Zu vielen erfolgreichen Personen oder Initiativen gibt es teils massive Kritik, auch zu den im vorigen Bonustext Erwähnten. Bernhard von Clairvaux gilt etwa als ein eifriger Promotor der Kreuzzüge. Mutter Teresa habe fragwürdige Methoden im Umgang mit Kranken angewandt, sei mit Spendengeldern intransparent umgegangen und habe in manchen Fragen fundamentalistisch agiert. Die weltweit aktive Megachurch „Willow Creek“ aus Chicago wurde in den letzten Jahren durch Vorwürfe der sexuellen Belästigung von Frauen erschüttert, die den Gründer und jahrzehntelangen Leiter Bill Hybels betrafen und ihn zur großen Verwirrung vieler engagierter haupt- und ehrenamtlicher Mitglieder gewissermaßen „entmythologisierten“.

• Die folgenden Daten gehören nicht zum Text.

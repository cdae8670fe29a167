//! Tour search execution loop.

use super::config::TourConfig;
use super::select::select_next;
use super::state::SearchState;
use crate::board::{Board, Position};
use std::sync::atomic::{AtomicBool, Ordering};
use std::sync::Arc;

/// Status of the runner after execution.
#[derive(Debug, Clone, Copy, PartialEq, Eq)]
#[cfg_attr(feature = "serde", derive(serde::Serialize, serde::Deserialize))]
pub enum TourStatus {
    /// A full tour was found.
    Complete,
    /// The search exhausted its backtrack budget (or had no first move).
    /// A normal outcome, not an error.
    Impossible,
    /// Configuration rejected before any search step.
    ConfigInvalid,
    /// Cancelled externally.
    Cancelled,
}

/// Result of a tour search run.
#[derive(Debug, Clone)]
#[cfg_attr(feature = "serde", derive(serde::Serialize, serde::Deserialize))]
pub struct TourResult {
    /// Runner status.
    pub status: TourStatus,

    /// The tour: `rows * cols` positions, first the start square, each
    /// consecutive pair a knight move. Empty unless `status` is
    /// [`TourStatus::Complete`]; no partial path is exposed.
    pub path: Vec<Position>,

    /// Board rows the run was configured with.
    pub rows: usize,

    /// Board columns the run was configured with.
    pub cols: usize,

    /// Total visit (push) operations, including the start square.
    pub steps: usize,

    /// Total undo operations performed. Never exceeds the configured
    /// backtrack limit.
    pub backtracks: usize,

    /// Solve time in milliseconds.
    pub solve_time_ms: i64,
}

impl TourResult {
    /// Creates an empty result with the given status.
    fn empty(status: TourStatus, rows: usize, cols: usize) -> Self {
        Self {
            status,
            path: Vec::new(),
            rows,
            cols,
            steps: 0,
            backtracks: 0,
            solve_time_ms: 0,
        }
    }

    /// Whether a full tour was found.
    pub fn is_tour_found(&self) -> bool {
        self.status == TourStatus::Complete
    }

    /// Renders the path as a `rows × cols` matrix of 1-based step indices
    /// (0 where unvisited).
    pub fn step_grid(&self) -> Vec<Vec<u32>> {
        let mut grid = vec![vec![0u32; self.cols]; self.rows];
        for (i, p) in self.path.iter().enumerate() {
            grid[p.row][p.col] = (i + 1) as u32;
        }
        grid
    }
}

/// Executes the knight's tour search.
///
/// # Examples
///
/// ```
/// use knights_tour::tour::{TourConfig, TourRunner};
///
/// let result = TourRunner::run(&TourConfig::new(8, 8));
/// assert!(result.is_tour_found());
/// ```
pub struct TourRunner;

impl TourRunner {
    /// Runs the search to completion.
    ///
    /// Deterministic: identical configurations always yield identical
    /// results. The run performs no I/O and no internal retries beyond the
    /// configured backtracking budget.
    pub fn run(config: &TourConfig) -> TourResult {
        Self::run_with_cancel(config, None)
    }

    /// Runs the search with an optional cancellation token.
    ///
    /// The engine itself imposes no wall-clock bound; a caller wanting one
    /// sets the flag from outside. A cancelled run yields
    /// [`TourStatus::Cancelled`] with no path.
    pub fn run_with_cancel(config: &TourConfig, cancel: Option<Arc<AtomicBool>>) -> TourResult {
        if config.validate().is_err() {
            return TourResult::empty(TourStatus::ConfigInvalid, config.rows, config.cols);
        }

        let started = std::time::Instant::now();
        let board = Board::new(config.rows, config.cols);
        let target = board.squares();

        let mut state = SearchState::new(board);
        state.visit(config.start);
        let mut steps = 1usize;

        let status = loop {
            if let Some(ref flag) = cancel {
                if flag.load(Ordering::Relaxed) {
                    break TourStatus::Cancelled;
                }
            }

            if state.path_len() == target {
                break TourStatus::Complete;
            }

            let Some(current) = state.current() else {
                // The path never empties: undo refuses the last entry.
                break TourStatus::Impossible;
            };

            match select_next(&state, current) {
                Some(next) => {
                    state.visit(next);
                    steps += 1;
                }
                None => {
                    // Dead end. The budget check comes first: once the
                    // counter has reached the cap, any further dead end is
                    // fatal even if earlier squares still had alternatives.
                    // A single-entry path has nothing to undo and fails too.
                    if state.backtracks() >= config.backtrack_limit || state.path_len() <= 1 {
                        break TourStatus::Impossible;
                    }
                    state.undo();
                }
            }
        };

        let backtracks = state.backtracks();
        let path = if status == TourStatus::Complete {
            state.into_path()
        } else {
            Vec::new()
        };

        TourResult {
            status,
            path,
            rows: config.rows,
            cols: config.cols,
            steps,
            backtracks,
            solve_time_ms: started.elapsed().as_millis() as i64,
        }
    }
}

Klar ist, dass bei erfolgreichen Menschen, v.a. bei Führungskräften, ein strengerer Maßstab angelegt wird, egal ob es ihr berufliches oder privates Leben betrifft. Von erfolgreichen Menschen scheint man sich zu erwarten, dass sie fehlerfreier und ethisch hochstehender seien als gewöhnliche Sterbliche. Das ist menschlich verständlich und absolut richtig. Im Gegensatz dazu hat die katholische Tradition immer wieder betont, dass gerade Heilige immer auch große Sünder:innen waren. Die Formulierung „O felix culpa“ aus dem liturgischen Gesang Exsultet, der bis heute Bestandteil der römisch-katholischen und evangelisch-lutherischen Osternachtfeier ist, verdeutlicht eine Theologie, die von der paulinischen Rechtfertigungslehre im Römerbrief bis zur Gegenwart fundamental für das christliche Verständnis von Schuld und Scheitern bzw. Erlösung und Erfolg ist.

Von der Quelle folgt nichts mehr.